Records supplied |
══════════

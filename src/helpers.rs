//! Issue Helpers
//!
//! Small predicates and counters shared by the board, the backlog and
//! the column headers.

use serde::{Deserialize, Serialize};

use crate::domain::{Issue, IssueStatus, IssueType};

/// Literal sprint id the UI uses for the backlog list
pub const BACKLOG_ID: &str = "backlog";

/// Issue totals per column
#[derive(Debug, Clone, Copy, Default, PartialEq, Eq, Serialize, Deserialize)]
#[serde(rename_all = "SCREAMING_SNAKE_CASE")]
pub struct IssueCount {
    pub todo: usize,
    pub in_progress: usize,
    pub done: usize,
}

impl IssueCount {
    pub fn get(&self, status: IssueStatus) -> usize {
        match status {
            IssueStatus::Todo => self.todo,
            IssueStatus::InProgress => self.in_progress,
            IssueStatus::Done => self.done,
        }
    }

    pub fn total(&self) -> usize {
        self.todo + self.in_progress + self.done
    }
}

pub fn issue_count_by_status<'a>(issues: impl IntoIterator<Item = &'a Issue>) -> IssueCount {
    issues.into_iter().fold(IssueCount::default(), |mut acc, issue| {
        match issue.status {
            IssueStatus::Todo => acc.todo += 1,
            IssueStatus::InProgress => acc.in_progress += 1,
            IssueStatus::Done => acc.done += 1,
        }
        acc
    })
}

pub fn is_epic(issue: &Issue) -> bool {
    issue.issue_type == IssueType::Epic
}

pub fn is_subtask(issue: Option<&Issue>) -> bool {
    issue.map_or(false, |issue| issue.issue_type == IssueType::Subtask)
}

pub fn is_done(issue: &Issue) -> bool {
    issue.status == IssueStatus::Done
}

/// Map a sprint selector to a sprint id; the backlog has none
pub fn sprint_id(id: Option<&str>) -> Option<&str> {
    id.filter(|id| *id != BACKLOG_ID)
}

/// Sprint position that appends after every issue in `issues`
pub fn calculate_insert_position(issues: &[Issue]) -> f64 {
    issues.iter().map(|issue| issue.sprint_position).fold(0.0, f64::max) + 1.0
}

pub fn capitalize(s: &str) -> String {
    let mut chars = s.chars();
    match chars.next() {
        Some(first) => first.to_uppercase().chain(chars.as_str().to_lowercase().chars()).collect(),
        None => String::new(),
    }
}

pub fn capitalize_many(s: &str) -> String {
    s.split(' ').map(capitalize).collect::<Vec<_>>().join(" ")
}

/// "s" for more than one element, for labels like "3 issues"
pub fn plural_suffix<T>(items: &[T]) -> &'static str {
    if items.len() > 1 { "s" } else { "" }
}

══════════

Your instructions |
Reproduce all of the data. Leave every line unchanged.

Written response |
filename src/helpers.rs
//! Issue Helpers
//!
//! Small predicates and counters shared by the board, the backlog and
//! the column headers.

use serde::{Deserialize, Serialize};

use crate::domain::{Issue, IssueStatus, IssueType};

/// Literal sprint id the UI uses for the backlog list
pub const BACKLOG_ID: &str = "backlog";

/// Issue totals per column
#[derive(Debug, Clone, Copy, Default, PartialEq, Eq, Serialize, Deserialize)]
#[serde(rename_all = "SCREAMING_SNAKE_CASE")]
pub struct IssueCount {
    pub todo: usize,
    pub in_progress: usize,
    pub done: usize,
}

impl IssueCount {
    pub fn get(&self, status: IssueStatus) -> usize {
        match status {
            IssueStatus::Todo => self.todo,
            IssueStatus::InProgress => self.in_progress,
            IssueStatus::Done => self.done,
        }
    }

    pub fn total(&self) -> usize {
        self.todo + self.in_progress + self.done
    }
}

pub fn issue_count_by_status<'a>(issues: impl IntoIterator<Item = &'a Issue>) -> IssueCount {
    issues.into_iter().fold(IssueCount::default(), |mut acc, issue| {
        match issue.status {
            IssueStatus::Todo => acc.todo += 1,
            IssueStatus::InProgress => acc.in_progress += 1,
            IssueStatus::Done => acc.done += 1,
        }
        acc
    })
}

pub fn is_epic(issue: &Issue) -> bool {
    issue.issue_type == IssueType::Epic
}

pub fn is_subtask(issue: Option<&Issue>) -> bool {
    issue.map_or(false, |issue| issue.issue_type == IssueType::Subtask)
}

pub fn is_done(issue: &Issue) -> bool {
    issue.status == IssueStatus::Done
}

/// Map a sprint selector to a sprint id; the backlog has none
pub fn sprint_id(id: Option<&str>) -> Option<&str> {
    id.filter(|id| *id != BACKLOG_ID)
}

/// Sprint position that appends after every issue in `issues`
pub fn calculate_insert_position(issues: &[Issue]) -> f64 {
    issues.iter().map(|issue| issue.sprint_position).fold(0.0, f64::max) + 1.0
}

pub fn capitalize(s: &str) -> String {
    let mut chars = s.chars();
    match chars.next() {
        Some(first) => first.to_uppercase().chain(chars.as_str().to_lowercase().chars()).collect(),
        None => String::new(),
    }
}

pub fn capitalize_many(s: &str) -> String {
    s.split(' ').map(capitalize).collect::<Vec<_>>().join(" ")
}

/// "s" for more than one element, for labels like "3 issues"
pub fn plural_suffix<T>(items: &[T]) -> &'static str {
    if items.len() > 1 { "s" } else { "" }
}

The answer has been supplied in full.